Kalshi Revenue Surges as Crypto Prediction Markets Stall
Kalshi’s annualized revenue has climbed above $2 billion, and the U.S.-regulated prediction market operator is now in early IPO discussions with banks, according to reporting that underscores a widening split between traditional-style event trading and crypto-native rivals.[1][6] The development matters now because it puts a fast-growing, regulated venue on a potential public market track at a time when crypto prediction markets have struggled to sustain comparable momentum.[1][6]
## At a Glance
- Kalshi’s annualized revenue is now above $2 billion, up from a $1 billion run rate in March, indicating rapid demand growth for event-linked contracts.[1][6]
- The company has held informal IPO discussions with banks, signaling that management is testing public-market interest while growth remains strong.[1][6]
- Revenue growth has been driven largely by sports-related contracts, including NBA games and the World Cup, which have broadened retail participation.[1]
- Kalshi’s rise highlights a gap with crypto prediction markets, where activity has not matched the same pace of scale or mainstream uptake.[1][6]
- The company’s path to an IPO remains uncertain because prediction markets face regulatory scrutiny and potential legal challenges in the U.S.[1][2]
- Market participants view the surge as evidence that demand is strongest where contracts are simple, regulated, and accessible to mainstream traders.[1][6]
## Kalshi’s revenue surge reaches IPO territory
Kalshi has become one of the clearest signs that prediction markets can scale outside crypto-native venues. The platform’s annualized revenue has surpassed $2 billion, more than doubling from the $1 billion level reported in March, according to the reporting.[1][6] That pace of growth has pushed the company into early IPO discussions with banks, a step that would mark a major test for the category in public markets.[1][6]
The revenue mix is also important. Reporting says the increase has been driven mainly by sports-linked contracts, especially NBA and World Cup markets, which appear to have brought in both retail and more sophisticated traders.[1] That concentration matters because it suggests Kalshi’s growth has come from simple, high-frequency event speculation rather than from a broad expansion across all prediction categories.[1]
| Metric | Reported figure | Market implication |
|---|---|---|
| Annualized revenue | Above $2 billion | Signals strong monetization and active trading demand [1][6] |
| March run rate | $1 billion | Indicates revenue roughly doubled in a few months [1][6] |
| Main driver | Sports contracts | Suggests retail-friendly markets are doing most of the work [1] |
| IPO status | Early informal talks | Public listing is being explored, not confirmed [1][6] |
## Crypto prediction markets are not sharing the same momentum
Subscribe to our Social Media for Exclusive Crypto News and Insights 24/7!
The contrast with crypto prediction markets is notable.
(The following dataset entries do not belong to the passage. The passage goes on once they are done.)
//! Fixtures shared by the unit tests of this crate.

use std::collections::BTreeMap;
use std::sync::Mutex;

use async_trait::async_trait;
use chrono::{NaiveDate, NaiveDateTime};
use serde_json::Value;

use crate::cache::PostCache;
use crate::error::IndexerError;
use crate::operation::{CommentOp, CustomJsonOp, DeleteCommentOp, Operation, VoteOp};
use crate::source::{ChainProperties, ChainSource};
use crate::types::{PostKey, SignedBlock, Transaction};

/// Timestamp of block `n` on a 3-second chain starting at the genesis time.
pub(crate) fn at(n: u64) -> NaiveDateTime {
    NaiveDate::from_ymd_opt(2016, 3, 24)
        .and_then(|d| d.and_hms_opt(16, 0, 0))
        .unwrap()
        + chrono::Duration::seconds(3 * n as i64)
}

/// Deterministic 40-char block id whose prefix encodes `n`.
pub(crate) fn block_id(n: u64) -> String {
    format!("{n:08x}{:032x}", n.wrapping_mul(0x9e37_79b9_7f4a_7c15))
}

pub(crate) fn comment(author: &str, permlink: &str) -> CommentOp {
    CommentOp {
        parent_author: String::new(),
        parent_permlink: "steem".into(),
        author: author.into(),
        permlink: permlink.into(),
        json_metadata: String::new(),
    }
}

pub(crate) fn reply(author: &str, permlink: &str, parent_author: &str, parent_permlink: &str) -> CommentOp {
    CommentOp {
        parent_author: parent_author.into(),
        parent_permlink: parent_permlink.into(),
        author: author.into(),
        permlink: permlink.into(),
        json_metadata: String::new(),
    }
}

pub(crate) fn vote(voter: &str, author: &str, permlink: &str) -> Operation {
    Operation::Vote(VoteOp {
        voter: voter.into(),
        author: author.into(),
        permlink: permlink.into(),
        weight: 10_000,
    })
}

pub(crate) fn delete(author: &str, permlink: &str) -> Operation {
    Operation::DeleteComment(DeleteCommentOp {
        author: author.into(),
        permlink: permlink.into(),
    })
}

pub(crate) fn custom_json(id: &str, posting_auths: &[&str], json: Value) -> Operation {
    Operation::CustomJson(CustomJsonOp {
        required_auths: vec![],
        required_posting_auths: posting_auths.iter().map(|s| s.to_string()).collect(),
        id: id.into(),
        json: json.to_string(),
    })
}

/// Block `n` linked to `block_id(n - 1)`, all ops in one transaction.
pub(crate) fn signed_block(n: u64, ops: Vec<Operation>) -> SignedBlock {
    let transactions = if ops.is_empty() {
        vec![]
    } else {
        vec![Transaction { operations: ops }]
    };
    SignedBlock {
        block_id: block_id(n),
        previous: block_id(n.saturating_sub(1)),
        timestamp: at(n),
        transactions,
    }
}

/// Empty, correctly linked blocks `from..=to`.
pub(crate) fn empty_chain(from: u64, to: u64) -> Vec<SignedBlock> {
    (from..=to).map(|n| signed_block(n, vec![])).collect()
}

// ─── Chain source ─────────────────────────────────────────────────────────────

/// Scripted chain node.
///
/// Every `dynamic_properties` call advances the head by `growth` (up to
/// the highest block held), so live-tail loops make progress without real
/// sleeps. The irreversible block trails the head by `irreversible_lag`.
pub(crate) struct MockChain {
    blocks: BTreeMap<u64, SignedBlock>,
    head: Mutex<u64>,
    growth: u64,
    /// The head grows once every `growth_period` polls.
    growth_period: u64,
    irreversible_lag: u64,
    /// Block numbers that answer `None` once before they become available.
    pub(crate) late: Mutex<Vec<u64>>,
    pub(crate) range_calls: Mutex<Vec<(u64, u64)>>,
    /// Number of `dynamic_properties` calls and the head last reported.
    pub(crate) polls: Mutex<(u64, u64)>,
    /// `(block, head last reported)` for every `get_block` call.
    pub(crate) block_calls: Mutex<Vec<(u64, u64)>>,
}

impl MockChain {
    pub(crate) fn new(blocks: Vec<SignedBlock>, head: u64) -> Self {
        Self {
            blocks: blocks
                .into_iter()
                .map(|b| (b.number().unwrap(), b))
                .collect(),
            head: Mutex::new(head),
            growth: 0,
            growth_period: 1,
            irreversible_lag: 0,
            late: Mutex::new(vec![]),
            range_calls: Mutex::new(vec![]),
            polls: Mutex::new((0, 0)),
            block_calls: Mutex::new(vec![]),
        }
    }

    pub(crate) fn growing(mut self, growth: u64) -> Self {
        self.growth = growth;
        self
    }

    pub(crate) fn every(mut self, polls: u64) -> Self {
        self.growth_period = polls.max(1);
        self
    }

    pub(crate) fn irreversible_lag(mut self, lag: u64) -> Self {
        self.irreversible_lag = lag;
        self
    }

    fn top(&self) -> u64 {
        self.blocks.keys().next_back().copied().unwrap_or(0)
    }
}

#[async_trait]
impl ChainSource for MockChain {
    async fn get_block(&self, number: u64) -> Result<Option<SignedBlock>, IndexerError> {
        let reported = self.polls.lock().unwrap().1;
        self.block_calls.lock().unwrap().push((number, reported));
        let mut late = self.late.lock().unwrap();
        if let Some(pos) = late.iter().position(|n| *n == number) {
            late.remove(pos);
            return Ok(None);
        }
        Ok(self.blocks.get(&number).cloned())
    }

    async fn get_blocks_range(
        &self,
        from: u64,
        to: u64,
    ) -> Result<Vec<SignedBlock>, IndexerError> {
        self.range_calls.lock().unwrap().push((from, to));
        (from..to)
            .map(|n| {
                self.blocks
                    .get(&n)
                    .cloned()
                    .ok_or_else(|| IndexerError::Rpc(format!("block {n} not available")))
            })
            .collect()
    }

    async fn dynamic_properties(&self) -> Result<ChainProperties, IndexerError> {
        let mut head = self.head.lock().unwrap();
        let current = *head;
        let mut polls = self.polls.lock().unwrap();
        *polls = (polls.0 + 1, current);
        if polls.0 % self.growth_period == 0 {
            *head = (current + self.growth).min(self.top()).max(current);
        }
        Ok(ChainProperties {
            head_block_number: current,
            last_irreversible_block_num: current.saturating_sub(self.irreversible_lag),
            time: at(current),
        })
    }
}

// ─── Post cache ───────────────────────────────────────────────────────────────

#[derive(Debug, Default)]
pub(crate) struct CacheLog {
    /// One entry per `recompute` call.
    pub(crate) recomputed: Vec<Vec<PostKey>>,
    /// Returned (and drained) by the next `select_paidout_posts`.
    pub(crate) payable: Vec<PostKey>,
    pub(crate) paidout_queries: Vec<NaiveDateTime>,
    pub(crate) repairs: u32,
    pub(crate) rebuilds: Vec<NaiveDateTime>,
    pub(crate) empty: bool,
}

/// Post cache that records every call.
#[derive(Debug, Default)]
pub(crate) struct RecordingCache {
    pub(crate) log: Mutex<CacheLog>,
}

impl RecordingCache {
    pub(crate) fn empty() -> Self {
        let cache = Self::default();
        cache.log.lock().unwrap().empty = true;
        cache
    }

    /// Every post key passed to `recompute`, in call order.
    pub(crate) fn recomputed_urls(&self) -> Vec<String> {
        self.log
            .lock()
            .unwrap()
            .recomputed
            .iter()
            .flatten()
            .map(|k| format!("{}/{}", k.author, k.permlink))
            .collect()
    }
}

#[async_trait]
impl PostCache for RecordingCache {
    async fn recompute(&self, posts: &[PostKey], _as_of: NaiveDateTime) -> Result<(), IndexerError> {
        if !posts.is_empty() {
            self.log.lock().unwrap().recomputed.push(posts.to_vec());
        }
        Ok(())
    }

    async fn select_paidout_posts(
        &self,
        as_of: NaiveDateTime,
    ) -> Result<Vec<PostKey>, IndexerError> {
        let mut log = self.log.lock().unwrap();
        log.paidout_queries.push(as_of);
        Ok(std::mem::take(&mut log.payable))
    }

    async fn repair_missing(&self) -> Result<u64, IndexerError> {
        self.log.lock().unwrap().repairs += 1;
        Ok(0)
    }

    async fn rebuild_all(&self, as_of: NaiveDateTime) -> Result<u64, IndexerError> {
        let mut log = self.log.lock().unwrap();
        log.rebuilds.push(as_of);
        log.empty = false;
        Ok(0)
    }

    async fn is_empty(&self) -> Result<bool, IndexerError> {
        Ok(self.log.lock().unwrap().empty)
    }
}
Kalshi’s reported revenue surge comes at a time when crypto-native prediction venues have not shown the same level of public-market-ready scale, leaving the category with a more fragmented growth profile.[1][6] The available reporting supports a clear divergence in risk appetite: traders appear more willing to engage through a regulated U.S. venue than through platforms more closely associated with crypto market infrastructure.[1][6]
That divergence matters for competitive positioning. If Kalshi can maintain volume and revenue while moving toward an IPO, it could deepen the gap with crypto prediction platforms that still rely on a narrower user base and less predictable demand.[1][6] Analysts note that regulated access, familiar contract design, and sports-led traffic may be giving Kalshi an edge in attracting mainstream flow.[1]
## Why the gap matters for market structure
The broader market signal is that prediction markets are not a single trade. One segment is moving toward institutional legitimacy and potential public ownership, while the crypto side appears to be struggling to convert attention into durable scale.[1][6] That has implications for investor behavior as well as venue competition: capital tends to follow products that show repeat usage, clear revenue, and a cleaner regulatory path.[1][2]
| Comparison | Kalshi | Crypto prediction markets |
|---|---|---|
| Regulatory profile | U.S.-regulated operator | More exposed to crypto-market and jurisdictional complexity |
| Revenue trend | Above $2 billion annualized | No comparable surge confirmed in the provided reporting |
| Core demand driver | Sports and event contracts | More fragmented user demand |
| Public-market path | Early IPO discussions | No similar IPO signal in the provided reporting |
The main risk is regulatory. Kalshi’s business model has faced lawsuits and scrutiny from U.S. states, which could slow or complicate any listing process even if growth continues.[2] There is also a timing risk: event-market volumes can be cyclical, and the current revenue run rate may prove harder to sustain if sports-related activity normalizes or if competitive pressure rises.[1][2]
For now, the message from Kalshi is straightforward: prediction markets can attract serious capital and mainstream trading interest when the product is simple, regulated, and liquid. Whether that demand extends to crypto-native rivals remains unclear, and the gap between the two models could widen further if Kalshi converts its revenue surge into a public listing.[1][6]